As revoluções da máquina de costura

Reprodução
O escritor Machado de Assis e sua mulher, Carolina Augusta Xavier de Novais, no Rio de Janeiro, no final do século 19


Gilberto Felisberto Vasconcellos
especial para a Folha

O cenário é a cidade do Rio de Janeiro no período do século 19. O assunto: a moda. De homens e mulheres, se bem que na moda prevaleça a mulher, por meio de um processo chamado "ocidentalização" dos usos e costumes, trazido pela vinda da corte de d. João 6º. Antes do rei luso aportar por aqui, era o Rio de Janeiro uma cidade colonial -pasmem os leitores- de hábitos árabes, com as mulheres fazendo refeição sentadas no chão sobre esteiras ao jeito oriental. A tese bem feita de Maria do Carmo Teixeira Rainho ("A Cidade e a Moda", Jorge Zahar Editor) é que a moda francesa e inglesa foi um instrumento de implantação da civilidade ocidental na elite da sociedade carioca, na qual a mulher, pela primeira vez no salão, depois da reclusão doméstica da senhora de engenho, começa a aparecer como subjetividade individualizada, embora existindo por tabela do pai, do marido e do amante. "A vida na Corte" -escreve a autora- "ao mesmo tempo em que exigia a mulher de salão, a mulher vestida com propriedade e elegância e que, por procuração, refletia a riqueza dos homens, dava a ela meios de realizar algumas escolhas. Afinal, a vida no Rio de Janeiro começava a permitir que a mulher da "boa sociedade" tivesse a possibilidade de escolher o que vestir -de acordo com seus interesses, sem deixar de lado a adequação dos trajes exigida pela vida social". O século 19, por toda parte, significou o século da moda. A máquina de costura é uma invenção tecnológica que surgiu depois do carvão mineral movido a vapor na indústria têxtil.

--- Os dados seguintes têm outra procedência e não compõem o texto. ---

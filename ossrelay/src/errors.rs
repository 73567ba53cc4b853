use crate::api::models::relay::ErrorResponse;
use crate::storage::StorageError;
use axum::{
    Json,
    extract::rejection::JsonRejection,
    http::StatusCode,
    response::{IntoResponse, Response},
};
use thiserror::Error as ThisError;

/// Message returned for every request body that cannot be decoded or is missing a field.
pub const PARSE_ARGS_MESSAGE: &str = "parse json args error";

#[derive(ThisError, Debug)]
pub enum Error {
    /// The request body was malformed or incomplete. No upstream call has been made.
    #[error("{message}: {detail}")]
    BadRequest { message: String, detail: String },

    /// The AI server address does not form a valid URL
    #[error("Invalid AI server address {address}")]
    InvalidUpstream {
        address: String,
        #[source]
        source: url::ParseError,
    },

    /// The AI server could not be reached (connection refused, DNS, timeout)
    #[error("Failed to reach AI server at {url}")]
    Transport {
        url: String,
        #[source]
        source: reqwest::Error,
    },

    /// The AI server answered, but not with a success status
    #[error("AI server returned {status} for {filename}")]
    UpstreamStatus { filename: String, status: u16 },

    /// The connection dropped while the body was being read
    #[error("Failed to read body of {filename}")]
    ReadBody {
        filename: String,
        #[source]
        source: reqwest::Error,
    },

    /// Declared Content-Length and the bytes actually received disagree
    #[error("Expected length: {expected}, but got: {actual}")]
    Truncated { filename: String, expected: u64, actual: u64 },

    /// The object store refused the write
    #[error("Failed to upload {key}")]
    Storage {
        key: String,
        #[source]
        source: StorageError,
    },

    /// Unexpected error with full context chain
    #[error(transparent)]
    Other(#[from] anyhow::Error),
}

impl Error {
    pub fn bad_request(detail: impl Into<String>) -> Self {
        Error::BadRequest {
            message: PARSE_ARGS_MESSAGE.to_string(),
            detail: detail.into(),
        }
    }

    pub fn status_code(&self) -> StatusCode {
        match self {
            Error::BadRequest { .. } => StatusCode::BAD_REQUEST,
            // Relay the AI server's own status so callers can tell a missing file from an outage
            Error::UpstreamStatus { status, .. } => StatusCode::from_u16(*status).unwrap_or(StatusCode::BAD_GATEWAY),
            Error::InvalidUpstream { .. }
            | Error::Transport { .. }
            | Error::ReadBody { .. }
            | Error::Truncated { .. }
            | Error::Storage { .. }
            | Error::Other(_) => StatusCode::INTERNAL_SERVER_ERROR,
        }
    }

    /// Returns the human readable `message` field of the error body
    pub fn user_message(&self) -> String {
        match self {
            Error::BadRequest { message, .. } => message.clone(),
            Error::InvalidUpstream { .. } | Error::Transport { .. } => "Failed to fetch file from AI server".to_string(),
            Error::UpstreamStatus { .. } => "Failed to fetch file".to_string(),
            Error::ReadBody { .. } => "Failed to read response body".to_string(),
            Error::Truncated { .. } => "Incomplete file data response body".to_string(),
            Error::Storage { .. } => "Failed to upload object to OSS".to_string(),
            Error::Other(_) => "Internal server error".to_string(),
        }
    }

    /// Returns the `error` field of the error body: the underlying cause as text
    pub fn detail(&self) -> String {
        match self {
            Error::BadRequest { detail, .. } => detail.clone(),
            Error::InvalidUpstream { address, source } => format!("{address}: {source}"),
            Error::Transport { source, .. } | Error::ReadBody { source, .. } => source.to_string(),
            Error::UpstreamStatus { filename, status } => {
                format!("AI server responded with status {status} for {filename}")
            }
            Error::Truncated { .. } => self.to_string(),
            Error::Storage { source, .. } => source.to_string(),
            Error::Other(err) => format!("{err:#}"),
        }
    }

    fn to_string_chain(&self) -> String {
        let mut out = self.to_string();
        let mut source = std::error::Error::source(self);
        while let Some(cause) = source {
            out.push_str(": ");
            out.push_str(&cause.to_string());
            source = std::error::Error::source(cause);
        }
        out
    }
}

impl From<JsonRejection> for Error {
    fn from(rejection: JsonRejection) -> Self {
        Error::bad_request(rejection.body_text())
    }
}

impl IntoResponse for Error {
    fn into_response(self) -> Response {
        match &self {
            Error::BadRequest { .. } => {
                tracing::debug!("Client error: {}", self);
            }
            Error::UpstreamStatus { .. } | Error::Truncated { .. } => {
                tracing::warn!("Upstream error: {}", self);
            }
            Error::InvalidUpstream { .. }
            | Error::Transport { .. }
            | Error::ReadBody { .. }
            | Error::Storage { .. }
            | Error::Other(_) => {
                tracing::error!("Relay error: {}", self.to_string_chain());
            }
        }

        let body = ErrorResponse {
            message: self.user_message(),
            error: self.detail(),
        };

        (self.status_code(), Json(body)).into_response()
    }
}

/// Type alias for relay operation results
pub type Result<T> = std::result::Result<T, Error>;
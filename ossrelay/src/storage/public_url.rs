use crate::config::StorageConfig;
use crate::relay::classify::ContentKind;

/// Builds the public URL returned for each stored object.
///
/// Images get the bucket's thumbnail processing style appended, binary models are linked
/// directly, and anything else has no public form.
#[derive(Debug, Clone)]
pub struct PublicUrls {
    base: String,
    thumbnail_style: String,
}

impl PublicUrls {
    pub fn new(bucket: &str, public_domain: &str, thumbnail_style: &str) -> Self {
        Self {
            base: format!("https://{bucket}.{public_domain}"),
            thumbnail_style: thumbnail_style.to_string(),
        }
    }

    pub fn from_config(config: &StorageConfig) -> Self {
        Self::new(&config.bucket, &config.public_domain(), &config.thumbnail_style)
    }

    pub fn url_for(&self, key: &str, kind: ContentKind) -> String {
        match kind {
            ContentKind::Image => format!("{}/{}?x-oss-process=style/{}", self.base, key, self.thumbnail_style),
            ContentKind::ModelBinary => format!("{}/{}", self.base, key),
            ContentKind::Unknown => String::new(),
        }
    }
}
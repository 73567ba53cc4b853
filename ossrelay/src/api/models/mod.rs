//! API request and response data models.
//!
//! Field names are the snake_case JSON names existing callers send and parse.

pub mod relay;
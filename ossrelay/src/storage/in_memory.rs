//! In-memory object store.
//!
//! Objects live in a concurrent map and are lost on restart. Useful for tests and for running
//! the relay locally without OSS credentials.

use std::sync::Arc;

use async_trait::async_trait;
use bytes::Bytes;
use dashmap::DashMap;

use super::{ObjectStore, StorageError};

/// An object held by [`InMemoryObjectStore`].
#[derive(Debug, Clone, PartialEq, Eq)]
pub struct StoredObject {
    pub body: Bytes,
    pub content_type: String,
}

/// In-memory implementation of [`ObjectStore`].
///
/// Cloning shares the underlying map, so a test can keep a handle while the relay writes.
#[derive(Debug, Clone)]
pub struct InMemoryObjectStore {
    bucket: String,
    objects: Arc<DashMap<String, StoredObject>>,
}

impl InMemoryObjectStore {
    pub fn new(bucket: impl Into<String>) -> Self {
        Self {
            bucket: bucket.into(),
            objects: Arc::new(DashMap::new()),
        }
    }

    pub fn get(&self, key: &str) -> Option<StoredObject> {
        self.objects.get(key).map(|entry| entry.value().clone())
    }

    /// All stored keys, sorted
    pub fn keys(&self) -> Vec<String> {
        let mut keys: Vec<String> = self.objects.iter().map(|entry| entry.key().clone()).collect();
        keys.sort();
        keys
    }

    pub fn len(&self) -> usize {
        self.objects.len()
    }

    pub fn is_empty(&self) -> bool {
        self.objects.is_empty()
    }
}

#[async_trait]
impl ObjectStore for InMemoryObjectStore {
    fn bucket(&self) -> &str {
        &self.bucket
    }

    async fn put_object(&self, key: &str, body: Bytes, content_type: &str) -> Result<(), StorageError> {
        self.objects.insert(
            key.to_string(),
            StoredObject {
                body,
                content_type: content_type.to_string(),
            },
        );
        Ok(())
    }
}
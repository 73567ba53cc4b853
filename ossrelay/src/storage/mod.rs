//! Object storage for relayed files.
//!
//! The relay only ever needs one write per file, so the [`ObjectStore`] trait is a single
//! `put_object` call. Two implementations are provided:
//!
//! - [`OssObjectStore`]: the production store, speaking the S3 protocol to an OSS-compatible
//!   endpoint through `aws-sdk-s3`
//! - [`InMemoryObjectStore`]: keeps objects in process, for tests and local runs without
//!   cloud credentials
//!
//! [`PublicUrls`] turns a stored key into the URL handed back to callers.

use async_trait::async_trait;
use bytes::Bytes;
use thiserror::Error;

pub mod in_memory;
pub mod oss;
mod public_url;

pub use in_memory::InMemoryObjectStore;
pub use oss::OssObjectStore;
pub use public_url::PublicUrls;

/// Errors raised by an [`ObjectStore`].
#[derive(Debug, Error)]
pub enum StorageError {
    /// The backend rejected or failed the write
    #[error("put_object for {key} failed: {message}")]
    Put { key: String, message: String },
}

/// A bucket that relayed files are written into.
///
/// The bucket and region are fixed for the lifetime of the process; implementations only
/// receive the key and body per call.
#[async_trait]
pub trait ObjectStore: Send + Sync {
    /// Name of the bucket objects are written to
    fn bucket(&self) -> &str;

    /// Store `body` under `key`, replacing any existing object.
    async fn put_object(&self, key: &str, body: Bytes, content_type: &str) -> Result<(), StorageError>;
}
//! API layer for HTTP request handling and data models.
//!
//! - **[`handlers`]**: Axum route handlers
//! - **[`models`]**: Request/response data structures
//!
//! # API Structure
//!
//! - `GET /test`: liveness check used by the AI server's workflow nodes
//! - `POST /save-oss`: relay a batch of generated files into object storage
//!
//! All endpoints are documented with OpenAPI annotations using `utoipa`; the document is
//! served at `/api-docs/openapi.json`.

pub mod handlers;
pub mod models;
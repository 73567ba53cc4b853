//! Fetching generated files from the upstream AI server.
//!
//! The AI server exposes finished outputs at `GET /view?filename={name}&type=output`. The
//! [`UpstreamFetcher`] trait abstracts that call so the batch logic can be exercised against
//! a mock server.

use async_trait::async_trait;
use bytes::Bytes;
use tracing::{debug, instrument};
use url::Url;

use crate::config::UpstreamConfig;
use crate::errors::{Error, Result};

/// Address of the AI server a batch is fetched from.
#[derive(Debug, Clone, PartialEq, Eq)]
pub struct Upstream {
    pub host: String,
    pub port: String,
}

/// A file read in full from the AI server.
#[derive(Debug, Clone)]
pub struct FetchedFile {
    /// Filename as requested
    pub filename: String,
    pub bytes: Bytes,
    /// Content-Length the server declared, if any
    pub declared_len: Option<u64>,
}

impl FetchedFile {
    /// Reject the file when the server declared a length it did not deliver.
    pub fn verify_length(&self) -> Result<()> {
        let actual = self.bytes.len() as u64;
        match self.declared_len {
            Some(expected) if expected != actual => Err(Error::Truncated {
                filename: self.filename.clone(),
                expected,
                actual,
            }),
            _ => Ok(()),
        }
    }
}

#[async_trait]
pub trait UpstreamFetcher: Send + Sync {
    /// Fetch `filename` from `upstream`, verifying its declared length.
    ///
    /// # Errors
    /// - [`Error::InvalidUpstream`] if host and port do not form a URL
    /// - [`Error::Transport`] if the server cannot be reached
    /// - [`Error::UpstreamStatus`] for any non-2xx answer
    /// - [`Error::ReadBody`] if the body cannot be read to the end
    /// - [`Error::Truncated`] if fewer or more bytes arrive than declared
    async fn fetch(&self, upstream: &Upstream, filename: &str) -> Result<FetchedFile>;
}

/// Production fetcher using reqwest.
#[derive(Clone)]
pub struct ReqwestFetcher {
    client: reqwest::Client,
    view_path: String,
    file_type: String,
}

impl ReqwestFetcher {
    pub fn new(config: &UpstreamConfig) -> anyhow::Result<Self> {
        let mut builder = reqwest::Client::builder();
        if let Some(timeout) = config.fetch_timeout {
            builder = builder.timeout(timeout);
        }

        Ok(Self {
            client: builder.build()?,
            view_path: config.view_path.clone(),
            file_type: config.file_type.clone(),
        })
    }

    /// `http://{host}:{port}{view_path}?filename={filename}&type={file_type}`
    pub fn view_url(&self, upstream: &Upstream, filename: &str) -> std::result::Result<Url, url::ParseError> {
        let mut url = Url::parse(&format!("http://{}:{}", upstream.host, upstream.port))?;
        url.set_path(&self.view_path);
        url.query_pairs_mut()
            .append_pair("filename", filename)
            .append_pair("type", &self.file_type);
        Ok(url)
    }
}

#[async_trait]
impl UpstreamFetcher for ReqwestFetcher {
    #[instrument(skip(self, upstream), fields(host = %upstream.host, port = %upstream.port))]
    async fn fetch(&self, upstream: &Upstream, filename: &str) -> Result<FetchedFile> {
        let url = self.view_url(upstream, filename).map_err(|source| Error::InvalidUpstream {
            address: format!("{}:{}", upstream.host, upstream.port),
            source,
        })?;

        debug!(url = %url, "Fetching file from AI server");

        let response = self.client.get(url.clone()).send().await.map_err(|source| Error::Transport {
            url: url.to_string(),
            source,
        })?;

        let status = response.status();
        if !status.is_success() {
            return Err(Error::UpstreamStatus {
                filename: filename.to_string(),
                status: status.as_u16(),
            });
        }

        let declared_len = response.content_length();
        let bytes = response.bytes().await.map_err(|source| Error::ReadBody {
            filename: filename.to_string(),
            source,
        })?;

        let file = FetchedFile {
            filename: filename.to_string(),
            bytes,
            declared_len,
        };
        file.verify_length()?;

        debug!(size = file.bytes.len(), "Fetched file");
        Ok(file)
    }
}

É a época em que, no Brasil, o filósofo sergipano Tobias Barreto, que nunca chegou a colocar os pés na capital do país, dizia não haver amor antes de haver vestidos. A verdade é que ainda hoje as pessoas em geral se apaixonam primeiramente estando sob o olhar da vestimenta. A gente se apaixona vestido, pelo menos depois de Adão e Eva. Eis o que dizia um periódico carioca: "A moda se inventou não para satisfazer um capricho pueril, mas para mascarar o aborrecimento que nos deve produzir a mesma pessoa vista constantemente debaixo dos mesmos trajes e atavios".

Reflexão sociológica
A roupa tem sido (Noel Rosa perguntava "com que roupa?") objeto de reflexão sociológica de autores como Spencer, Veblen, Simmel e -na prata da casa- Gilberto Freyre e Gilda de Mello e Souza, a quem a autora presta as merecidas homenagens pelo livro que nasceu clássico: "O Espírito das Roupas" (Cia. das Letras).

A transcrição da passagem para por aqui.